↓

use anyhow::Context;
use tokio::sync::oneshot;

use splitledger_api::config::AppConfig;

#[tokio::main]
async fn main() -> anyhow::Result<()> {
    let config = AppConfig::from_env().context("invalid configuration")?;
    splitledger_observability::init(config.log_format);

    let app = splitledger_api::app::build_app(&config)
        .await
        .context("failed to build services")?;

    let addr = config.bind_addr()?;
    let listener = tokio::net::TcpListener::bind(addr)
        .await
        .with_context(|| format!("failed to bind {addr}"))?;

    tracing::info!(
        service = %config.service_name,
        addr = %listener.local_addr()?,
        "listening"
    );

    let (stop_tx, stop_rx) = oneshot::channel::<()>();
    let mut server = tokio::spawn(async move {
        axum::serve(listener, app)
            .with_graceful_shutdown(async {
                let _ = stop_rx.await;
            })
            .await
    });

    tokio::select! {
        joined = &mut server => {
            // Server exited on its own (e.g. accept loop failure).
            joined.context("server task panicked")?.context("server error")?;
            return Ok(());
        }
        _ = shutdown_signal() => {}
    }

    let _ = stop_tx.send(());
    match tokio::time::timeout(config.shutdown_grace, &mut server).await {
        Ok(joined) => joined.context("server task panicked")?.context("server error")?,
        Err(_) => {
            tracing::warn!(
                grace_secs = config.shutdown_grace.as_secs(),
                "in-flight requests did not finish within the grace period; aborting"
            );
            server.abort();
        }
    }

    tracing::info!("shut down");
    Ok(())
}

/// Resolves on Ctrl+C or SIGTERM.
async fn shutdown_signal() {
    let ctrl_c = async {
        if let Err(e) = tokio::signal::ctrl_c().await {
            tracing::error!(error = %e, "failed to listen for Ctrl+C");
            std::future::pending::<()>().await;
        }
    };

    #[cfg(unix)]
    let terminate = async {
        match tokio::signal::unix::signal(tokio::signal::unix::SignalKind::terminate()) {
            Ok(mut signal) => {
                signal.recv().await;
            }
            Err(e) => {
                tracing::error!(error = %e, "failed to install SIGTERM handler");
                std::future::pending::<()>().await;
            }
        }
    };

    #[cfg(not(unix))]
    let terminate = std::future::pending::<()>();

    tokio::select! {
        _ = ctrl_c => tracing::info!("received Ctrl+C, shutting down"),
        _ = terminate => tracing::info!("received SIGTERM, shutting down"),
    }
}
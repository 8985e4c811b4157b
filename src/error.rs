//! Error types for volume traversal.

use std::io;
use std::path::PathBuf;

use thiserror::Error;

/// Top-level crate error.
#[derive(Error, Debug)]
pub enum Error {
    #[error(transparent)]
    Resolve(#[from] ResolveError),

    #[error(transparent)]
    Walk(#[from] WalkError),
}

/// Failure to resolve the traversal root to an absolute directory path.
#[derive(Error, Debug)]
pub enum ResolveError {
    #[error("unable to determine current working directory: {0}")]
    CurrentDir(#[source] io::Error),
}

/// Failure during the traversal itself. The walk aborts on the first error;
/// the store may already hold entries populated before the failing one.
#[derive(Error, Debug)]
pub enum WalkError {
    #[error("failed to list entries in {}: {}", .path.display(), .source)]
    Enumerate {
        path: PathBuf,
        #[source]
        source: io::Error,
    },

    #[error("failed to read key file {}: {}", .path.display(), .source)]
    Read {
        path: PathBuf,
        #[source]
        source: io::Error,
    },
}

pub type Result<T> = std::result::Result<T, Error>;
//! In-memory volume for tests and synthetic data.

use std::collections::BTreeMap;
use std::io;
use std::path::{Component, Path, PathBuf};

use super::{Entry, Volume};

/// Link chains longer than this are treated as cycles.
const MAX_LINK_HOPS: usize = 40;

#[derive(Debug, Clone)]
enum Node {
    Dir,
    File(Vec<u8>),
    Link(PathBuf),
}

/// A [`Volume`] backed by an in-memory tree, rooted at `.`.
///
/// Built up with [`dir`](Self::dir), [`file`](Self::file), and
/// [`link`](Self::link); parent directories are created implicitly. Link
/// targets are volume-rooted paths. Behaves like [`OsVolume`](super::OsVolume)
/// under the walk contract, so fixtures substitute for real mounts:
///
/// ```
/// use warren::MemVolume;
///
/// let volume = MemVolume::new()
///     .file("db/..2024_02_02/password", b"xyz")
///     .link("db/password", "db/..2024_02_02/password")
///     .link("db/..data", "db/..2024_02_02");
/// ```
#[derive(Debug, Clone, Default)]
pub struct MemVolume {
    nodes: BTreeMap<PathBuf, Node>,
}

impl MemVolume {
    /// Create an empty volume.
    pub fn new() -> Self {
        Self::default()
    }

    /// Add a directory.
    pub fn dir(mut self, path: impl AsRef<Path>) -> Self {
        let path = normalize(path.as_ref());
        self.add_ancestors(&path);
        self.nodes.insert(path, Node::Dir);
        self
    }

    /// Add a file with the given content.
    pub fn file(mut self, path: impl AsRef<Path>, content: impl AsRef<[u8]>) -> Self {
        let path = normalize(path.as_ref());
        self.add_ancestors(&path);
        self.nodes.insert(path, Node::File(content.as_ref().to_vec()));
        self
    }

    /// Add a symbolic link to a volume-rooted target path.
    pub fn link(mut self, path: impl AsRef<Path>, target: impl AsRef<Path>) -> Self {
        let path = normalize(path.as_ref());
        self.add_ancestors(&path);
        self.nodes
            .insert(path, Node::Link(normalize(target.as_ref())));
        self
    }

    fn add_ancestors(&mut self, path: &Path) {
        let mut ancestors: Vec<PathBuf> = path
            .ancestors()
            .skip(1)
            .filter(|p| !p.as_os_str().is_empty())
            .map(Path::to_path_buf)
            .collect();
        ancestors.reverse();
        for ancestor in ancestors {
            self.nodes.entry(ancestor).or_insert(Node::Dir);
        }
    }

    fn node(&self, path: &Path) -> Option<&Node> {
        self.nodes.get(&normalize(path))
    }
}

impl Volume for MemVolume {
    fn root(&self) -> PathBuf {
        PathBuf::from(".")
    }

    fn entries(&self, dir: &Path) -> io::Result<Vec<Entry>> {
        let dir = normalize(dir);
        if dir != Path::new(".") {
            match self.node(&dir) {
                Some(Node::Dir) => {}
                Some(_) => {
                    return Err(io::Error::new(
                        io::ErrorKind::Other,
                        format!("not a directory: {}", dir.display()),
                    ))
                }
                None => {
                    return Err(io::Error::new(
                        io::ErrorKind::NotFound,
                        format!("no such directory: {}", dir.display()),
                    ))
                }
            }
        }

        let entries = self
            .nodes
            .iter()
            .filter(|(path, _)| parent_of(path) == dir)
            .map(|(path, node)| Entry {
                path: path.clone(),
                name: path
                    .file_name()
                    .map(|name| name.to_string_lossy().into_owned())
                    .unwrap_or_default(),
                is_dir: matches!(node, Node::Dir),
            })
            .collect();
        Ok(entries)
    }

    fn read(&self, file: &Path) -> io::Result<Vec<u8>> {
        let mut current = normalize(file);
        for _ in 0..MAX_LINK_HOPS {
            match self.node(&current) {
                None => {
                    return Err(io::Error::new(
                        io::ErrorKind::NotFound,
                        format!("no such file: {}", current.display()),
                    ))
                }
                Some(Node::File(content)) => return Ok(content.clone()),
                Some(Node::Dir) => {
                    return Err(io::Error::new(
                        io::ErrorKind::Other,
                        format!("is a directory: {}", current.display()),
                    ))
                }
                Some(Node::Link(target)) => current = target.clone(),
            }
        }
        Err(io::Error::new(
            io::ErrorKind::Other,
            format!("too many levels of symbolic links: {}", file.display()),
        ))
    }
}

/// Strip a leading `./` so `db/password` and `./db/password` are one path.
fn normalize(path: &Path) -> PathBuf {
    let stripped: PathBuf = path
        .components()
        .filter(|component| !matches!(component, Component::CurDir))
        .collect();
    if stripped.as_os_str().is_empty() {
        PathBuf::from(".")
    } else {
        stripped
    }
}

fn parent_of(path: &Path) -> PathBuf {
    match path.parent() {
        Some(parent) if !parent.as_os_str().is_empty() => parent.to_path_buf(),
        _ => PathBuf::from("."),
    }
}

↑
↓

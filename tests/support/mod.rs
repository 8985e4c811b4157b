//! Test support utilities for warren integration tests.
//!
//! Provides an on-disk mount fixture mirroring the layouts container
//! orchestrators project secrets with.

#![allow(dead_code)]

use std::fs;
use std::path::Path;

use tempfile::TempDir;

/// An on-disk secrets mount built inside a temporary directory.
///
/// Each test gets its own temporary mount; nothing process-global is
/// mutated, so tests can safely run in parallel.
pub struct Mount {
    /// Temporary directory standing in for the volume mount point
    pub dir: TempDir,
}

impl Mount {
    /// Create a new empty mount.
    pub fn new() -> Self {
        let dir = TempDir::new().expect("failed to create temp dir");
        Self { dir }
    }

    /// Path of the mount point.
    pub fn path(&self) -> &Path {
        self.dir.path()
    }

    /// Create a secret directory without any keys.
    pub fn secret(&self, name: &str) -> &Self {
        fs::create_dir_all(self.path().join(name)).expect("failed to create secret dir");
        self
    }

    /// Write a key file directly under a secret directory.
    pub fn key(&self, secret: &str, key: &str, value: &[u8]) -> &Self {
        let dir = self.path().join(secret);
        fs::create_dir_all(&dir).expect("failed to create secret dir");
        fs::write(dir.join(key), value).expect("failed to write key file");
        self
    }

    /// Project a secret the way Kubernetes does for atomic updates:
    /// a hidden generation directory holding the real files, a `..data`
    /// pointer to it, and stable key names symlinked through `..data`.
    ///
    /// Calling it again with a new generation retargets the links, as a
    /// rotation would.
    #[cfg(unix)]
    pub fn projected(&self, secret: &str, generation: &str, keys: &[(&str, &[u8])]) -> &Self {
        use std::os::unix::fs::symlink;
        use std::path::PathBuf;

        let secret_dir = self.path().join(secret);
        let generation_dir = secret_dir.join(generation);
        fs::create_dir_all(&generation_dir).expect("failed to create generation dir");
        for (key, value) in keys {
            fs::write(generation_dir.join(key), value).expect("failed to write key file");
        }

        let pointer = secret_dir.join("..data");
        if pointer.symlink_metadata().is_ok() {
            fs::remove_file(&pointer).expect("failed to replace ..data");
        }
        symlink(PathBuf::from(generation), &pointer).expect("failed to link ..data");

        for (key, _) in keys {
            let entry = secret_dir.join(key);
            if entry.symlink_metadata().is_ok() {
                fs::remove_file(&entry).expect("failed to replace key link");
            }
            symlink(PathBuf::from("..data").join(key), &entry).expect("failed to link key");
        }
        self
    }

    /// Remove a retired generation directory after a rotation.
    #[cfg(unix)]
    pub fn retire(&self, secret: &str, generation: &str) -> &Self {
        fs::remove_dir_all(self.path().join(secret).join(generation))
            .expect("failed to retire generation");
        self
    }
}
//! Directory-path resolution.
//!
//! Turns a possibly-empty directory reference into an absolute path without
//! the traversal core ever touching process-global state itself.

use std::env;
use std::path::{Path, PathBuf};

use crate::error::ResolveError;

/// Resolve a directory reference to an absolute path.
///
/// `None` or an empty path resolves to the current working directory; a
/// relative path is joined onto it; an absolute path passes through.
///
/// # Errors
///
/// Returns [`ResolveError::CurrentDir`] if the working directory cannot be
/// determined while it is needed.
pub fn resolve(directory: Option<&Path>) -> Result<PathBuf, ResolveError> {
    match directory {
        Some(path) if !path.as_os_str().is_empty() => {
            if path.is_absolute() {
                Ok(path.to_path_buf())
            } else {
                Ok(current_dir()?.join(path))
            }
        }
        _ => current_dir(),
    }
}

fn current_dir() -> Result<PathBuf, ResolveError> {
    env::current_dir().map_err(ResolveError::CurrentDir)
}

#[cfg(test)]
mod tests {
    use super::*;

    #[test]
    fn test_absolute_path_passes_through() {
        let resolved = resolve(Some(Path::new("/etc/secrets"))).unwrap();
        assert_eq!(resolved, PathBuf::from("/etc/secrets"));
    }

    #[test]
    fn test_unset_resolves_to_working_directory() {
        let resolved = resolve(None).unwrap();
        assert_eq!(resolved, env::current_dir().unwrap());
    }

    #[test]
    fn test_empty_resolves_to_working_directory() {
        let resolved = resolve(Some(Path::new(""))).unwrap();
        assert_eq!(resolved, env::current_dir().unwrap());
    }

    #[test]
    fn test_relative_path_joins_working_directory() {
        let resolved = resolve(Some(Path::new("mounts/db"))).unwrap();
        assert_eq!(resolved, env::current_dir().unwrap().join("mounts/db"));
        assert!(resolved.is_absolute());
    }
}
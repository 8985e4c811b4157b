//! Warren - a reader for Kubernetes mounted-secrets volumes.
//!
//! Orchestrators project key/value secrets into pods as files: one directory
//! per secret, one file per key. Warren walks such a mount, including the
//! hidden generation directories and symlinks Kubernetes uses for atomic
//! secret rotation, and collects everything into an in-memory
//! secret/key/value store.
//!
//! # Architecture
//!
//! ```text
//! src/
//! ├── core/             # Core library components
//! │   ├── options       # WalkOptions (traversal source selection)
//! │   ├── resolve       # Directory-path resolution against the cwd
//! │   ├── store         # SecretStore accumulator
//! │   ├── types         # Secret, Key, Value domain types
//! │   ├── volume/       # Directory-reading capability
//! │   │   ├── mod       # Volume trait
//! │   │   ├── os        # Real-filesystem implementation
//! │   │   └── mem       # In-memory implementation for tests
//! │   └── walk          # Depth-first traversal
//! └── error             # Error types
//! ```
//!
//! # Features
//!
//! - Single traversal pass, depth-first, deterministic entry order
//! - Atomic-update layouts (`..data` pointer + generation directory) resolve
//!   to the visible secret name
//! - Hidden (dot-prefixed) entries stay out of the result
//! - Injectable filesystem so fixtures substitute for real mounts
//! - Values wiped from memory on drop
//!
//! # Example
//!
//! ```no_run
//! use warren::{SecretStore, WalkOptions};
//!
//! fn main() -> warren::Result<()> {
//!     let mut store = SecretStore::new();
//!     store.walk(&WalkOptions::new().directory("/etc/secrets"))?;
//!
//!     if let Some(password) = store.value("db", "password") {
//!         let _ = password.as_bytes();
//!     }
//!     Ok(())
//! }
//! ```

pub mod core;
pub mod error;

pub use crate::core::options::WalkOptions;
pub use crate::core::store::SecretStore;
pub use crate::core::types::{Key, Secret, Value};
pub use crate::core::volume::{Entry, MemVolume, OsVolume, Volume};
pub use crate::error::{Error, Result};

↑
↓

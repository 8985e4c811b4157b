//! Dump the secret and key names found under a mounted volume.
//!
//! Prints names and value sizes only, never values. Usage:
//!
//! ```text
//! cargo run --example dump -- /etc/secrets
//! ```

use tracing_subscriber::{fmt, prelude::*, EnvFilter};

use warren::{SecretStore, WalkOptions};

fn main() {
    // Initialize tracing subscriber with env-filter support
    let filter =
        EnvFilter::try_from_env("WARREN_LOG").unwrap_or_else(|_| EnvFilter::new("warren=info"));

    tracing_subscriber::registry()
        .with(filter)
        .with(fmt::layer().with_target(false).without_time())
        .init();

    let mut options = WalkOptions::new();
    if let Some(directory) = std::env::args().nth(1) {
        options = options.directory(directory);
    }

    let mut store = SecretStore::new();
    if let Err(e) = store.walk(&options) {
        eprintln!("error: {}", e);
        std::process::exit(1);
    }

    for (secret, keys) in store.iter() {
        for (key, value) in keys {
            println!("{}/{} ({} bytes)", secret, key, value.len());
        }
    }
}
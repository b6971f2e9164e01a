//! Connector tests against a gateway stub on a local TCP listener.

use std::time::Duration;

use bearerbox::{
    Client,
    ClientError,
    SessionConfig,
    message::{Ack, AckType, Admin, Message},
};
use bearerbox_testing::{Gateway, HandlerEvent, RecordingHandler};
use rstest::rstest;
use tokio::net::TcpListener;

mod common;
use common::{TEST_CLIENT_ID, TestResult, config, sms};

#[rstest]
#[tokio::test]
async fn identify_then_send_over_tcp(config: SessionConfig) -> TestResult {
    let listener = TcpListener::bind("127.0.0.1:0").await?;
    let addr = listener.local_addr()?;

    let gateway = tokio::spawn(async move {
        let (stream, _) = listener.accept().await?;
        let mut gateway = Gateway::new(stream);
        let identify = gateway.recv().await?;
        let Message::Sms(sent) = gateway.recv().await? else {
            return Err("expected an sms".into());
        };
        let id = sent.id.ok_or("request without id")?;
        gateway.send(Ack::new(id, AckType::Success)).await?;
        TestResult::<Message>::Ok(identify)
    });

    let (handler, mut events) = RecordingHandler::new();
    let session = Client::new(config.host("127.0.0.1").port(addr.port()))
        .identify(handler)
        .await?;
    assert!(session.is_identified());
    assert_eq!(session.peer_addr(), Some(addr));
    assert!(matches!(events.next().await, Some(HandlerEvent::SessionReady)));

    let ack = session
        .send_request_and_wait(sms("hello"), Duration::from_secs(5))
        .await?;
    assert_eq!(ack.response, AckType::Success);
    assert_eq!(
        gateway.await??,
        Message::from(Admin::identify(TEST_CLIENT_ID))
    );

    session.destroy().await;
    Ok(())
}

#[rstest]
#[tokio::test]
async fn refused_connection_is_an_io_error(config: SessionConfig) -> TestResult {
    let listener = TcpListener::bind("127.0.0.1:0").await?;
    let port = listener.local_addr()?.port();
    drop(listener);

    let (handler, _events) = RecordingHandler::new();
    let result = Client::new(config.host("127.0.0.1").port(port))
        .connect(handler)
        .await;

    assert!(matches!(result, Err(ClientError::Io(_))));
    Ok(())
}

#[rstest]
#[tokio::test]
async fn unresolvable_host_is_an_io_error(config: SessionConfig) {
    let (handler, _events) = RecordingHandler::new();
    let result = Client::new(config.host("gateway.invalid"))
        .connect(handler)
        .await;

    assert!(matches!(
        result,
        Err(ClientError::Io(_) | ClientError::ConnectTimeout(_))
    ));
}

↑

*Brief:*
Search the listing for "pending" and show every line where it occurs.

*Output for this exercise:*
            std::future::pending::<()>().await;
                std::future::pending::<()>().await;
    let terminate = std::future::pending::<()>();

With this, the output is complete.